Thu. Jan 26th, 2023

Ethical issues

The digital divide

The digital divide is the gap that exists between individuals who have access to modern information and communication technology and those who lack access. There are three key stages that influence digital inequality worldwide.

Digital inequality is evident between communities living in urban areas and those living in rural settlements; between socioeconomic groups; between less economically developed countries and more economically developed countries; between the educated and uneducated population.
Individuals with access to a broadband connection can be digitally split. How? Low-performance computers, limited broadband speeds and limited access to subscription-based content widen the gap.

3 Types of Digital Divide


There are numerous types of the digital divide that influence our efforts in accessing the internet. Some of the vivid gaps in digital inequality include:

  1. Gender Divide
    According to a 2013 report, the internet gender gap is striking especially in developing countries. Though mobile connectivity is spreading drastically, it is not spreading equally. Women are still lagging.

Men in low-income countries are 90% more likely to own a mobile phone than women. This translates to 184 million women who lack access to mobile connectivity. Even among women owning mobile phones, 1.2 billion women in low and mid-income countries have no access to the internet.

  1. Social Divide
    Internet access creates relationships and social circles among people with shared interests. Social media platforms like Twitter and Facebook create online peer groups based on similar interests.

More than ever internet usage has influenced social stratification which is evident in societies among those that are connected to the internet and those that are not. Non-connected groups are sidelined since they don’t share in the internet benefits of the connected groups.

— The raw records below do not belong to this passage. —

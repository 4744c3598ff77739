/// A logical Dockerfile instruction.
#[derive(Debug, Clone, PartialEq, Eq)]
pub struct DockerInstruction {
    /// Upper-cased keyword (`FROM`, `ENV`, ...).
    pub instruction: String,
    pub arguments: String,
    /// 1-based line where the instruction starts.
    pub line_number: usize,
}

impl DockerInstruction {
    /// `KEY=VALUE` assignments of an `ENV` or `ARG` instruction.
    ///
    /// Handles the legacy `ENV KEY value` form and strips matching quotes.
    /// Keys declared without a value (`ARG TOKEN`) yield `None`.
    pub fn assignments(&self) -> Vec<(String, Option<String>)> {
        let args = self.arguments.trim();
        if args.is_empty() {
            return Vec::new();
        }

        if self.instruction == "ENV" && !first_word(args).contains('=') {
            return match args.split_once(char::is_whitespace) {
                Some((key, value)) => vec![(key.to_string(), Some(unquote(value.trim()).to_string()))],
                None => vec![(args.to_string(), None)],
            };
        }

        split_words(args)
            .into_iter()
            .map(|word| match word.split_once('=') {
                Some((key, value)) => (key.to_string(), Some(unquote(value).to_string())),
                None => (word, None),
            })
            .collect()
    }

    /// Source paths of a `COPY`/`ADD` instruction, flags removed.
    pub fn copy_sources(&self) -> Vec<String> {
        let args = self.arguments.trim();
        let words: Vec<String> = if args.starts_with('[') {
            args.trim_matches(|c| c == '[' || c == ']')
                .split(',')
                .map(|w| unquote(w.trim()).to_string())
                .filter(|w| !w.is_empty())
                .collect()
        } else {
            split_words(args)
                .into_iter()
                .filter(|w| !w.starts_with("--"))
                .collect()
        };

        match words.split_last() {
            Some((_dest, sources)) => sources.to_vec(),
            None => Vec::new(),
        }
    }
}

/// Split Dockerfile text into instructions, joining `\` continuations and
/// skipping comments and blank lines.
pub fn parse_dockerfile(content: &str) -> Vec<DockerInstruction> {
    let mut instructions = Vec::new();
    let mut continuation = String::new();
    let mut line_start = 0;

    for (i, line) in content.lines().enumerate() {
        let trimmed = line.trim();

        if trimmed.starts_with('#') || trimmed.is_empty() {
            continue;
        }

        if continuation.is_empty() {
            line_start = i + 1;
        }

        if let Some(stripped) = trimmed.strip_suffix('\\') {
            continuation.push_str(stripped);
            continuation.push(' ');
            continue;
        }

        let full_line = if continuation.is_empty() {
            trimmed.to_string()
        } else {
            continuation.push_str(trimmed);
            std::mem::take(&mut continuation)
        };

        instructions.push(split_instruction(&full_line, line_start));
    }

    // Dangling continuation at EOF
    if !continuation.is_empty() {
        instructions.push(split_instruction(continuation.trim(), line_start));
    }

    instructions
}

fn split_instruction(line: &str, line_number: usize) -> DockerInstruction {
    match line.split_once(char::is_whitespace) {
        Some((instr, args)) => DockerInstruction {
            instruction: instr.to_uppercase(),
            arguments: args.trim().to_string(),
            line_number,
        },
        None => DockerInstruction {
            instruction: line.to_uppercase(),
            arguments: String::new(),
            line_number,
        },
    }
}

fn first_word(s: &str) -> &str {
    s.split_whitespace().next().unwrap_or("")
}

fn unquote(s: &str) -> &str {
    let s = s.trim();
    if s.len() >= 2
        && ((s.starts_with('"') && s.ends_with('"')) || (s.starts_with('\'') && s.ends_with('\'')))
    {
        &s[1..s.len() - 1]
    } else {
        s
    }
}

/// Whitespace split that keeps quoted sections together.
fn split_words(s: &str) -> Vec<String> {
    let mut words = Vec::new();
    let mut current = String::new();
    let mut quote: Option<char> = None;

    for c in s.chars() {
        match quote {
            Some(q) if c == q => {
                quote = None;
                current.push(c);
            }
            Some(_) => current.push(c),
            None if c == '"' || c == '\'' => {
                quote = Some(c);
                current.push(c);
            }
            None if c.is_whitespace() => {
                if !current.is_empty() {
                    words.push(std::mem::take(&mut current));
                }
            }
            None => current.push(c),
        }
    }
    if !current.is_empty() {
        words.push(current);
    }
    words
}
use crate::parser::manifest::Manifest;
use petgraph::graph::{NodeIndex, UnGraph};
use serde::{Deserialize, Serialize};
use std::collections::HashMap;

/// A service as seen by the reachability graph.
#[derive(Debug, Clone)]
pub struct ServiceNode {
    pub name: String,
    pub networks: Vec<String>,
    pub published_ports: Vec<String>,
}

/// Undirected service reachability graph.
///
/// Two services are connected iff their declared network memberships
/// intersect. Whether a network is `internal` plays no part: internal
/// networks still carry traffic between their members.
#[derive(Debug, Clone)]
pub struct TopologyGraph {
    pub graph: UnGraph<ServiceNode, Vec<String>>,
    pub node_map: HashMap<String, NodeIndex>,
}

impl TopologyGraph {
    pub fn from_manifest(manifest: &Manifest) -> Self {
        let mut graph: UnGraph<ServiceNode, Vec<String>> = UnGraph::new_undirected();
        let mut node_map = HashMap::new();

        for service in &manifest.services {
            let idx = graph.add_node(ServiceNode {
                name: service.name.clone(),
                networks: service.networks.clone(),
                published_ports: service.ports.clone(),
            });
            node_map.insert(service.name.clone(), idx);
        }

        let indices: Vec<NodeIndex> = graph.node_indices().collect();
        for (i, &a) in indices.iter().enumerate() {
            for &b in &indices[i + 1..] {
                let shared: Vec<String> = graph[a]
                    .networks
                    .iter()
                    .filter(|n| graph[b].networks.contains(*n))
                    .cloned()
                    .collect();
                if !shared.is_empty() {
                    graph.add_edge(a, b, shared);
                }
            }
        }

        Self { graph, node_map }
    }

    /// Services reachable in one hop, in manifest order.
    pub fn can_reach(&self, service: &str) -> Vec<String> {
        let Some(&idx) = self.node_map.get(service) else {
            return Vec::new();
        };
        let mut neighbors: Vec<NodeIndex> = self.graph.neighbors(idx).collect();
        neighbors.sort();
        neighbors.dedup();
        neighbors.into_iter().map(|n| self.graph[n].name.clone()).collect()
    }

    /// Networks two services have in common, if they are connected.
    pub fn shared_networks(&self, a: &str, b: &str) -> Option<&[String]> {
        let a = *self.node_map.get(a)?;
        let b = *self.node_map.get(b)?;
        let edge = self.graph.find_edge(a, b)?;
        Some(self.graph[edge].as_slice())
    }

    /// Services that publish at least one port to the host.
    pub fn external_access_points(&self) -> Vec<String> {
        self.graph
            .node_weights()
            .filter(|node| !node.published_ports.is_empty())
            .map(|node| node.name.clone())
            .collect()
    }

    pub fn edge_count(&self) -> usize {
        self.graph.edge_count()
    }

    /// Serializable snapshot for reports.
    pub fn to_view(&self) -> Topology {
        let nodes = self
            .graph
            .node_indices()
            .map(|idx| {
                let node = &self.graph[idx];
                TopologyNode {
                    name: node.name.clone(),
                    networks: node.networks.clone(),
                    can_reach: self.can_reach(&node.name),
                    external: !node.published_ports.is_empty(),
                }
            })
            .collect();

        let edges = self
            .graph
            .edge_indices()
            .filter_map(|edge| {
                let (a, b) = self.graph.edge_endpoints(edge)?;
                Some(TopologyEdge {
                    from: self.graph[a].name.clone(),
                    to: self.graph[b].name.clone(),
                    networks: self.graph[edge].clone(),
                })
            })
            .collect();

        Topology {
            nodes,
            edges,
            external_access_points: self.external_access_points(),
        }
    }
}

#[derive(Debug, Clone, PartialEq, Eq, Serialize, Deserialize)]
pub struct TopologyNode {
    pub name: String,
    pub networks: Vec<String>,
    pub can_reach: Vec<String>,
    pub external: bool,
}

#[derive(Debug, Clone, PartialEq, Eq, Serialize, Deserialize)]
pub struct TopologyEdge {
    pub from: String,
    pub to: String,
    pub networks: Vec<String>,
}

/// Reachability between services, as attached to a report.
#[derive(Debug, Clone, Default, PartialEq, Eq, Serialize, Deserialize)]
pub struct Topology {
    pub nodes: Vec<TopologyNode>,
    pub edges: Vec<TopologyEdge>,
    pub external_access_points: Vec<String>,
}

impl Topology {
    pub fn node(&self, name: &str) -> Option<&TopologyNode> {
        self.nodes.iter().find(|n| n.name == name)
    }

    /// Mermaid flowchart: edges labeled with shared networks, services that
    /// publish ports highlighted.
    pub fn to_mermaid(&self) -> String {
        let mut lines = vec!["graph LR".to_string()];

        for node in &self.nodes {
            lines.push(format!("    {}[\"{}\"]", mermaid_id(&node.name), node.name));
        }
        for edge in &self.edges {
            lines.push(format!(
                "    {} ---|{}| {}",
                mermaid_id(&edge.from),
                edge.networks.join(", "),
                mermaid_id(&edge.to)
            ));
        }
        if !self.external_access_points.is_empty() {
            let ids: Vec<String> = self.external_access_points.iter().map(|n| mermaid_id(n)).collect();
            lines.push(format!("    style {} fill:#ef4444,color:#fff", ids.join(",")));
        }

        lines.join("\n")
    }
}

fn mermaid_id(name: &str) -> String {
    name.chars()
        .map(|c| if c.is_ascii_alphanumeric() || c == '_' { c } else { '_' })
        .collect()
}

#[cfg(test)]
mod tests {
    use super::*;
    use crate::parser::compose::ComposeParser;

    fn three_tier() -> Manifest {
        ComposeParser::parse(
            r#"
services:
  a:
    networks: [web]
    ports: ["80:80"]
  b:
    networks: [web, data]
  c:
    networks: [data]
networks:
  web:
  data:
    internal: true
"#,
        )
        .unwrap()
    }

    #[test]
    fn test_reachability_through_shared_networks() {
        let topo = TopologyGraph::from_manifest(&three_tier());
        assert_eq!(topo.can_reach("a"), vec!["b"]);
        assert_eq!(topo.can_reach("c"), vec!["b"]);
        assert_eq!(topo.can_reach("b"), vec!["a", "c"]);
        assert_eq!(topo.edge_count(), 2);
    }

    #[test]
    fn test_internal_networks_still_connect() {
        let topo = TopologyGraph::from_manifest(&three_tier());
        assert_eq!(topo.shared_networks("b", "c"), Some(&["data".to_string()][..]));
        assert_eq!(topo.shared_networks("a", "c"), None);
    }

    #[test]
    fn test_external_access_points() {
        let topo = TopologyGraph::from_manifest(&three_tier());
        assert_eq!(topo.external_access_points(), vec!["a"]);
        let view = topo.to_view();
        assert!(view.node("a").unwrap().external);
        assert!(!view.node("b").unwrap().external);
    }

    #[test]
    fn test_services_without_networks_are_unconnected() {
        let manifest = ComposeParser::parse(
            "services:\n  x:\n    image: a\n  y:\n    networks: []\n  z:\n    network_mode: host\n",
        )
        .unwrap();
        let topo = TopologyGraph::from_manifest(&manifest);
        assert_eq!(topo.edge_count(), 0);
        assert!(topo.can_reach("x").is_empty());
        assert!(topo.can_reach("y").is_empty());
        assert!(topo.can_reach("z").is_empty());
        assert!(topo.can_reach("missing").is_empty());
    }

    #[test]
    fn test_mermaid_output() {
        let mermaid = TopologyGraph::from_manifest(&three_tier()).to_view().to_mermaid();
        assert!(mermaid.starts_with("graph LR"));
        assert!(mermaid.contains("a ---|web| b"));
        assert!(mermaid.contains("b ---|data| c"));
        assert!(mermaid.contains("style a fill"));
    }
}
pub mod network;
pub mod secrets;
pub mod service;

use crate::parser::manifest::ServiceSpec;
use serde::{Deserialize, Serialize};

/// Every rule id an evaluator can emit.
pub const RULE_IDS: &[&str] = &[
    "no-privileged",
    "require-cap-drop-all",
    "dangerous-capabilities",
    "no-host-network",
    "recommend-read-only",
    "recommend-user",
    "no-root-user",
    "recommend-no-new-privileges",
    "recommend-seccomp",
    "recommend-resource-limits",
    "no-docker-socket-mount",
    "hardcoded-secret",
    "prefer-docker-secrets",
    "secret-in-dockerfile",
    "secret-file-copied",
    "no-default-bridge",
    "database-internal-only",
    "recommend-network-segmentation",
    "database-port-exposed",
    "avoid-bind-all-interfaces",
];

/// Name tokens of tools that sit next to a database without being one.
const COMPANION_TOKENS: &[&str] = &[
    "exporter", "commander", "express", "admin", "adminer", "ui", "gui", "insight", "dashboard",
    "backup", "migrate", "migrations", "metrics", "monitor", "proxy", "web",
];

pub fn is_known_rule(id: &str) -> bool {
    RULE_IDS.contains(&id)
}

/// Closest known rule id, for hints on misspelled overrides.
pub fn suggest_rule(id: &str) -> Option<&'static str> {
    RULE_IDS
        .iter()
        .map(|known| (*known, strsim::jaro_winkler(id, known)))
        .filter(|(_, similarity)| *similarity > 0.85)
        .max_by(|a, b| a.1.total_cmp(&b.1))
        .map(|(known, _)| known)
}

/// Control tables consulted by the evaluators.
///
/// Passed in at construction so differently configured evaluators can live
/// side by side.
#[derive(Debug, Clone, PartialEq, Eq, Serialize, Deserialize)]
#[serde(default)]
pub struct RuleTables {
    pub dangerous_capabilities: Vec<String>,
    /// Image repository names (registry, namespace and tag stripped).
    pub database_images: Vec<String>,
    pub database_ports: Vec<u16>,
    pub root_users: Vec<String>,
}

impl Default for RuleTables {
    fn default() -> Self {
        Self {
            dangerous_capabilities: [
                "SYS_ADMIN",
                "NET_ADMIN",
                "SYS_PTRACE",
                "SYS_MODULE",
                "DAC_READ_SEARCH",
                "SYS_RAWIO",
                "SYS_BOOT",
                "SYS_TIME",
                "MKNOD",
            ]
            .iter()
            .map(|s| s.to_string())
            .collect(),
            database_images: [
                "postgres",
                "postgresql",
                "mysql",
                "mariadb",
                "mongo",
                "mongodb",
                "redis",
                "elasticsearch",
                "memcached",
            ]
            .iter()
            .map(|s| s.to_string())
            .collect(),
            database_ports: vec![5432, 3306, 27017, 6379, 9200, 9300],
            root_users: ["root", "0", "0:0", "root:root"].iter().map(|s| s.to_string()).collect(),
        }
    }
}

impl RuleTables {
    /// Databases are recognized by image or by service name.
    pub fn is_database(&self, service: &ServiceSpec) -> bool {
        let by_image = service
            .image
            .as_deref()
            .map(image_repository)
            .is_some_and(|repo| self.database_images.iter().any(|db| *db == repo));
        by_image || self.is_database_name(&service.name)
    }

    /// Name heuristic: a `db`/`database` token (`user-db`, `db_primary`,
    /// `mongodb`) or a token naming a database product (`cache-redis`).
    /// Names of companion tools (`postgres-exporter`, `mongo-express`) are
    /// not databases.
    pub fn is_database_name(&self, name: &str) -> bool {
        let lower = name.to_ascii_lowercase();
        let tokens: Vec<&str> = lower
            .split(&['-', '_', '.'][..])
            .map(|token| token.trim_end_matches(|c: char| c.is_ascii_digit()))
            .collect();
        if tokens.iter().any(|token| COMPANION_TOKENS.contains(token)) {
            return false;
        }
        tokens.iter().any(|&token| {
            token == "db"
                || token == "database"
                || (token.len() > 2 && token.ends_with("db"))
                || self.database_images.iter().any(|db| db == token)
        })
    }

    pub fn dangerous_in<'a>(&self, caps: &'a [String]) -> Vec<&'a str> {
        caps.iter()
            .filter(|cap| self.dangerous_capabilities.iter().any(|d| d.eq_ignore_ascii_case(cap)))
            .map(|cap| cap.as_str())
            .collect()
    }

    pub fn is_root_user(&self, user: &str) -> bool {
        let user = user.trim();
        self.root_users.iter().any(|r| r == user)
    }

    pub fn is_database_port(&self, port: u16) -> bool {
        self.database_ports.contains(&port)
    }
}

/// `registry:5000/team/postgres:16-alpine@sha256:…` → `postgres`.
pub fn image_repository(image: &str) -> String {
    let without_digest = image.split('@').next().unwrap_or(image);
    let last = without_digest.rsplit('/').next().unwrap_or(without_digest);
    let repo = last.split(':').next().unwrap_or(last);
    repo.to_ascii_lowercase()
}

/// Show at most the first four characters of a secret.
pub(crate) fn redact_value(value: &str) -> String {
    if value.chars().count() <= 4 {
        "****".to_string()
    } else {
        format!("{}****", value.chars().take(4).collect::<String>())
    }
}

#[cfg(test)]
mod tests {
    use super::*;

    fn service(name: &str, image: Option<&str>) -> ServiceSpec {
        let mut svc = ServiceSpec::new(name);
        svc.image = image.map(String::from);
        svc
    }

    #[test]
    fn test_image_repository() {
        assert_eq!(image_repository("postgres"), "postgres");
        assert_eq!(image_repository("postgres:16-alpine"), "postgres");
        assert_eq!(image_repository("docker.io/library/redis:7"), "redis");
        assert_eq!(image_repository("localhost:5000/team/mysql:8@sha256:abc"), "mysql");
        assert_eq!(image_repository("bitnami/postgresql:15"), "postgresql");
    }

    #[test]
    fn test_database_classification() {
        let tables = RuleTables::default();
        assert!(tables.is_database(&service("store", Some("postgres:16"))));
        assert!(tables.is_database(&service("db", None)));
        assert!(tables.is_database(&service("users-db", Some("custom/app"))));
        assert!(tables.is_database(&service("db_primary2", None)));
        assert!(tables.is_database(&service("mongodb", None)));
        assert!(tables.is_database(&service("redis-cache", None)));
        assert!(tables.is_database(&service("cache-redis", None)));
        assert!(!tables.is_database(&service("web", Some("nginx:1.25"))));
        assert!(!tables.is_database(&service("feedback", None)));
        assert!(!tables.is_database(&service("admin", Some("mongo-express"))));
    }

    #[test]
    fn test_database_companions_are_not_databases() {
        let tables = RuleTables::default();
        for name in ["postgres-exporter", "redis-commander", "mongo-express", "db-backup", "mysql_admin"] {
            assert!(!tables.is_database(&service(name, None)), "{} classified as a database", name);
        }
        assert!(!tables.is_database_name("redisinsight"));
        assert!(!tables.is_database_name("postgresql_exporter2"));
    }

    #[test]
    fn test_suggest_rule() {
        assert_eq!(suggest_rule("no-privileges"), Some("no-privileged"));
        assert_eq!(suggest_rule("completely-unrelated-thing"), None);
        assert!(is_known_rule("recommend-seccomp"));
    }

    #[test]
    fn test_redact_value() {
        assert_eq!(redact_value("abc"), "****");
        assert_eq!(redact_value("supersecret"), "supe****");
    }
}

  1. Universal Access Divide
    Individuals living with physical disabilities are often disadvantaged when it comes to accessing the internet. They may have the necessary skills but cannot exploit the available hardware and software.
    Some parts of the world will remain segregated from the internet and its vast potential due to lack of digital literacy skills, low education levels, and inadequate broadband infrastructure.

Read more here.

The elderly and those with disabilities

The older generation are often distrustful of new technologies, and also lack the background knowledge required to make sense of new technologies. This is such a profound issue that there are many websites and training programs dedicated to helping older users of technology. Age Support

Disabled users also face barriers to use of technology. For example, blind users are unable to view content on web sites. In many cases, accessibility aids can help: a screen reader can narrate the text from a screen in order to help users whose eyesight precludes them from viewing information. The designers of the websites can assist in using accessibility tags – for example, when adding images, a text description of the image should also be added. This can be read out to ensure that the content is still accessible.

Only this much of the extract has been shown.